Data Sharing Statement
The data supporting the study findings are part of the National health data system (SNDS, Système national des Données de Santé) and are available from the Health Data Hub (HDH https://www.health-data-hub.fr/). Restrictions apply to the availability of these data and the code used for their analysis, which were used with a special permission for this study. Special permission to access these data for this study was granted by the Ethics and scientific committee for health research, studies, and evaluations (CESREES, Comité Ethique et Scientifique pour les Recherches, les Etudes et les Evaluations dans le domaine de la Santé) (former CEREES, file No. 8986168) and the French data protection authority (Comité National de l’Informatique et des Libertés, CNIL, file No. 922190, decision DR-2022-194).
Acknowledgment
We thank the Direction de la Stratégie, des Études et des Statistiques (DSES), Département Accès, Traitement et Analyse de la Donnée (DATAD), and Cellule de la CNAM en Charge de l’accompagnement des Demandes D’extraction (DEMEX) teams at the CNAMTS for the data extraction.
Author Contributions
All authors made a significant contribution to the work reported, whether that is in the conception, study design, execution, acquisition of data, analysis and interpretation, or in all these areas; took part in drafting, revising or critically reviewing the article; gave final approval of the version to be published; have agreed on the journal to which the article has been submitted; and agree to be accountable for all aspects of the work.
Funding
This study was funded by Sanofi.
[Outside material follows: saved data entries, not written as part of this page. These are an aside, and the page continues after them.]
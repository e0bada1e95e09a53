use std::path::{Path, PathBuf};
use std::time::Duration;
use tracing::debug;

use slidepress_lib::browser::{LaunchEnvironment, LaunchOptions};
use slidepress_lib::{
    Config, ConvertError, ConvertType, ConverterOptions, EngineOptions, GlobalDirectives,
    OutputTarget, Timeouts,
};

use crate::cli::Cli;

/// Resolved settings after merging CLI args and config file.
#[derive(Debug, Clone)]
pub struct ResolvedSettings {
    pub converter: ConverterOptions,
    pub launch: LaunchOptions,
    pub theme_set: Vec<PathBuf>,
    pub inputs: Vec<PathBuf>,
}

/// Load config from a TOML file, central config, or return defaults.
/// Priority: explicit path > ~/.config/slidepress/config.toml > defaults
pub fn load_config(path: Option<&Path>) -> Result<Config, ConvertError> {
    let cfg = Config::load(path).map_err(|e| {
        let loc = path
            .map(|p| p.display().to_string())
            .or_else(|| Config::central_config_path().map(|p| p.display().to_string()))
            .unwrap_or_else(|| "defaults".to_string());
        ConvertError::Config(format!("Failed to read config {}: {}", loc, e))
    })?;

    cfg.validate().map_err(|e| {
        let prefix = path
            .map(|p| format!("Invalid config ({}): {}", p.display(), e))
            .unwrap_or_else(|| format!("Invalid config: {}", e));
        ConvertError::Config(prefix)
    })?;
    Ok(cfg)
}

/// Merge CLI arguments with config file, preferring CLI when flags are present.
pub fn resolve_settings(cli: &Cli, config: &Config) -> Result<ResolvedSettings, ConvertError> {
    let output = cli
        .output
        .as_deref()
        .map(OutputTarget::parse)
        .or_else(|| config.output.clone().map(OutputTarget::Path))
        .unwrap_or_default();
    let input_dir = cli.input_dir.clone().or_else(|| config.input_dir.clone());

    let convert_type = cli
        .requested_type()
        .or_else(|| type_from_output(&output, input_dir.is_some()))
        .or(config.convert_type)
        .unwrap_or_default();

    let jpeg_quality = cli.jpeg_quality.unwrap_or(config.jpeg_quality);
    if !(1..=100).contains(&jpeg_quality) {
        return Err(ConvertError::Config(format!(
            "--jpeg-quality must be between 1 and 100 (got {jpeg_quality})"
        )));
    }

    let timeouts = Timeouts {
        navigation: seconds_or(cli.nav_timeout, config.timeouts.navigation, "--nav-timeout")?,
        network_idle: seconds_or(
            cli.network_idle_timeout,
            config.timeouts.network_idle,
            "--network-idle-timeout",
        )?,
    };

    let lang = cli.lang.clone().or_else(|| config.lang.clone());
    let converter = ConverterOptions {
        engine_options: EngineOptions {
            lang: lang.clone(),
            ..EngineOptions::default()
        },
        html: cli.html_flag().or(config.html),
        globals: global_directives(cli)?,
        convert_type,
        template: cli
            .template
            .clone()
            .unwrap_or_else(|| config.template.clone()),
        lang,
        output,
        input_dir,
        jpeg_quality,
        allow_local_files: cli.allow_local_files || config.allow_local_files,
        watch: cli.watch,
        timeouts,
        ..ConverterOptions::default()
    };

    let launch = LaunchOptions {
        executable: cli
            .browser_path
            .clone()
            .or_else(|| config.browser.executable.clone()),
        args: LaunchEnvironment::detect().launch_args(),
        headful: config.browser.headful,
    };

    let mut theme_set = config.theme_set.clone();
    theme_set.extend(cli.theme_set.iter().cloned());

    Ok(ResolvedSettings {
        converter,
        launch,
        theme_set,
        inputs: cli.inputs.clone(),
    })
}

/// Output type implied by a named output file's extension.
fn type_from_output(output: &OutputTarget, has_input_dir: bool) -> Option<ConvertType> {
    match output {
        OutputTarget::Path(path) if !has_input_dir => path
            .extension()
            .and_then(|ext| ext.to_str())
            .and_then(ConvertType::from_extension),
        _ => None,
    }
}

fn seconds_or(cli: Option<u64>, config: Duration, flag: &str) -> Result<Duration, ConvertError> {
    match cli {
        Some(0) => Err(ConvertError::Config(format!(
            "{flag} must be greater than zero"
        ))),
        Some(secs) => Ok(Duration::from_secs(secs)),
        None => Ok(config),
    }
}

/// Directive overrides given on the command line.
fn global_directives(cli: &Cli) -> Result<GlobalDirectives, ConvertError> {
    GlobalDirectives::new()
        .with("theme", cli.theme.as_deref())?
        .with("size", cli.size.map(|size| size.to_string()))?
        .with("title", cli.title.as_deref())?
        .with("description", cli.description.as_deref())?
        .with("author", cli.author.as_deref())?
        .with("url", cli.url.as_deref())?
        .with("image", cli.og_image.as_deref())?
        .with("keywords", cli.keywords.as_ref())
}

/// Log effective settings (visible with --verbose).
pub fn log_effective_config(config_path: Option<&Path>, settings: &ResolvedSettings) {
    let source = config_path
        .map(|p| p.display().to_string())
        .or_else(|| {
            Config::central_config_path()
                .filter(|p| p.is_file())
                .map(|p| p.display().to_string())
        })
        .unwrap_or_else(|| "defaults".to_string());
    let options = &settings.converter;
    debug!(
        source = %source,
        convert_type = %options.convert_type,
        template = %options.template,
        jpeg_quality = options.jpeg_quality,
        allow_local_files = options.allow_local_files,
        nav_timeout = ?options.timeouts.navigation,
        network_idle_timeout = ?options.timeouts.network_idle,
        directives = options.globals.len(),
        "Effective config"
    );
}

#[cfg(test)]
mod tests {
    use super::*;
    use clap::Parser;

    fn cli(args: &[&str]) -> Cli {
        let mut full = vec!["slidepress"];
        full.extend_from_slice(args);
        Cli::parse_from(full)
    }

    #[test]
    fn config_is_used_when_flags_absent() {
        let config = Config::from_toml_str(
            r#"
            type = "pdf"
            template = "bare"
            jpeg_quality = 60
            allow_local_files = true
            [timeouts]
            navigation = "5s"
            network_idle = "2s"
            "#,
        )
        .unwrap();
        let resolved = resolve_settings(&cli(&["deck.md"]), &config).unwrap();
        let options = &resolved.converter;

        assert_eq!(options.convert_type, ConvertType::Pdf);
        assert_eq!(options.template, "bare");
        assert_eq!(options.jpeg_quality, 60);
        assert!(options.allow_local_files);
        assert_eq!(options.timeouts.navigation, Duration::from_secs(5));
        assert_eq!(options.timeouts.network_idle, Duration::from_secs(2));
    }

    #[test]
    fn cli_flags_override_config() {
        let config = Config::from_toml_str("type = \"pdf\"\ntemplate = \"bare\"").unwrap();
        let resolved = resolve_settings(
            &cli(&["deck.md", "--image", "jpeg", "--template", "bespoke", "--nav-timeout", "3"]),
            &config,
        )
        .unwrap();

        assert_eq!(resolved.converter.convert_type, ConvertType::Jpeg);
        assert_eq!(resolved.converter.template, "bespoke");
        assert_eq!(resolved.converter.timeouts.navigation, Duration::from_secs(3));
    }

    #[test]
    fn type_is_inferred_from_output_extension() {
        let resolved =
            resolve_settings(&cli(&["deck.md", "-o", "slides.png"]), &Config::default()).unwrap();
        assert_eq!(resolved.converter.convert_type, ConvertType::Png);

        let resolved =
            resolve_settings(&cli(&["deck.md", "-o", "-"]), &Config::default()).unwrap();
        assert_eq!(resolved.converter.convert_type, ConvertType::Html);
        assert_eq!(resolved.converter.output, OutputTarget::Stdout);
    }

    #[test]
    fn directive_flags_become_global_overrides() {
        let resolved = resolve_settings(
            &cli(&["deck.md", "--theme", "forest", "--size", "4:3", "--keywords", "a,b"]),
            &Config::default(),
        )
        .unwrap();
        let globals = &resolved.converter.globals;

        assert_eq!(globals.len(), 3);
        assert_eq!(globals.get("theme"), Some(&serde_json::json!("forest")));
        assert_eq!(globals.get("size"), Some(&serde_json::json!("960x720")));
        assert_eq!(globals.get("keywords"), Some(&serde_json::json!(["a", "b"])));
    }

    #[test]
    fn invalid_values_are_config_errors() {
        let err = resolve_settings(&cli(&["deck.md", "--jpeg-quality", "0"]), &Config::default())
            .unwrap_err();
        assert!(matches!(err, ConvertError::Config(_)));

        let err = resolve_settings(&cli(&["deck.md", "--nav-timeout", "0"]), &Config::default())
            .unwrap_err();
        assert!(err.to_string().contains("--nav-timeout"));
    }

    #[test]
    fn load_config_reports_path_on_parse_errors() {
        let dir = tempfile::TempDir::new().expect("tempdir");
        let path = dir.path().join("bad.toml");
        std::fs::write(&path, "unknown_key = 1").unwrap();

        let err = load_config(Some(&path)).unwrap_err();
        assert!(err.to_string().contains("bad.toml"));
    }
}
//! Global directive overrides applied on top of a document.

use serde::Serialize;
use serde_json::Value;
use std::collections::BTreeMap;

use crate::Result;

/// Directive overrides supplied from the command line or config.
///
/// Keys are kept sorted so the appended block is a pure function of the set.
#[derive(Debug, Clone, Default, PartialEq)]
pub struct GlobalDirectives {
    entries: BTreeMap<String, Value>,
}

impl GlobalDirectives {
    pub fn new() -> Self {
        Self::default()
    }

    /// Sets a directive; `None` removes any previous value.
    pub fn set<V: Serialize>(&mut self, name: impl Into<String>, value: Option<V>) -> Result<()> {
        let name = name.into();
        match value {
            Some(value) => {
                self.entries.insert(name, serde_json::to_value(value)?);
            }
            None => {
                self.entries.remove(&name);
            }
        }
        Ok(())
    }

    pub fn with<V: Serialize>(mut self, name: impl Into<String>, value: Option<V>) -> Result<Self> {
        self.set(name, value)?;
        Ok(self)
    }

    pub fn get(&self, name: &str) -> Option<&Value> {
        self.entries.get(name)
    }

    pub fn is_empty(&self) -> bool {
        self.entries.is_empty()
    }

    pub fn len(&self) -> usize {
        self.entries.len()
    }

    /// Serializes every defined directive as a trailing comment block.
    pub fn to_appended_block(&self) -> Result<String> {
        let mut block = String::new();
        for (name, value) in &self.entries {
            if value.is_null() {
                continue;
            }
            block.push_str(&format!("\n<!-- {}: {} -->", name, serde_json::to_string(value)?));
        }
        Ok(block)
    }
}
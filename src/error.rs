use crate::token::Token;
use std::fmt;
use std::path::PathBuf;
use thiserror::Error;

#[derive(Debug, Error)]
pub enum CompilerError {
    #[error("FileNotFoundError: {}", .0.display())]
    FileNotFound(PathBuf),
    #[error("IOError: {0}")]
    IO(#[from] std::io::Error),
    #[error("JsonError: {0}")]
    Json(#[from] serde_json::Error),
    #[error("LexingError: {0}")]
    Lexing(#[from] LexingError),
    #[error("{} syntax error(s) found", .0.len())]
    Syntax(Vec<Diagnostic>),
}

/// Raised only when the lexer's own character classes are misconfigured.
#[derive(Debug, Error)]
#[error("invalid character class `{pattern}`: {source}")]
pub struct LexingError {
    pub pattern: String,
    #[source]
    pub source: regex::Error,
}

#[derive(Debug, Clone, PartialEq)]
pub struct Diagnostic {
    pub message: String,
    pub line: usize,
    pub col: usize,
    pub source_line: String,
    pub caret: String,
}

impl Diagnostic {
    pub fn new(message: impl Into<String>, line: usize, col: usize, source_line: &str) -> Self {
        Self {
            message: message.into(),
            line,
            col,
            source_line: source_line.to_string(),
            caret: caret_for(source_line, col),
        }
    }

    pub fn from_token(token: &Token, message: impl Into<String>, source_line: &str) -> Self {
        Self::new(message, token.line, token.col, source_line)
    }
}

/// Pads up to `col` keeping tabs so the `^` lines up under tab-indented code.
fn caret_for(source_line: &str, col: usize) -> String {
    let mut caret: String = source_line
        .chars()
        .take(col.saturating_sub(1))
        .map(|c| if c == '\t' { '\t' } else { ' ' })
        .collect();
    let missing = col.saturating_sub(1).saturating_sub(caret.chars().count());
    caret.extend(std::iter::repeat(' ').take(missing));
    caret.push('^');
    caret
}

impl fmt::Display for Diagnostic {
    fn fmt(&self, f: &mut fmt::Formatter) -> fmt::Result {
        writeln!(f, "SyntaxError: {}", self.message)?;
        writeln!(f, "  --> {}:{}", self.line, self.col)?;
        writeln!(f, "{}", self.source_line)?;
        write!(f, "{}", self.caret)
    }
}

impl std::error::Error for Diagnostic {}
Study sponsor was involved in the following steps: study design, interpretation of data; writing of the report.
Disclosure
Professor Nicolas Roche reports personal fees from Austral, Biosency, MSD, AstraZeneca, Chiesi, Menarini, Nuvaira, Sanofi, Zambon, Pfizer, GSK, grants from Chiesi, Pfizer, GSK, outside the submitted work. Professor Arnaud Bourdin reports AB received research grants from AstraZeneca-MedImmune, Boehringer Ingelheim, Cephalon/Teva, GSK, Novartis, Sanofi, and Regeneron Pharmaceuticals, Inc.; is a consultant to Med-in-Cell, Actelion, Merck, Roche, and Chiesi Pharmaceuticals; is an investigator/coinvestigator for AstraZeneca-MedImmune, Boehringer Ingelheim, GSK, Novartis, Sanofi, Regeneron Pharmaceuticals, Inc., Chiesi Pharmaceuticals, Actelion, Merck, Roche, Vertex, and Galapagos. Dr Laurence Watier reports personal fees from HEVA, during the conduct of the study; personal fees from Sanofi, personal fees from Pfizer, outside the submitted work. The authors report no other conflicts of interest in this work.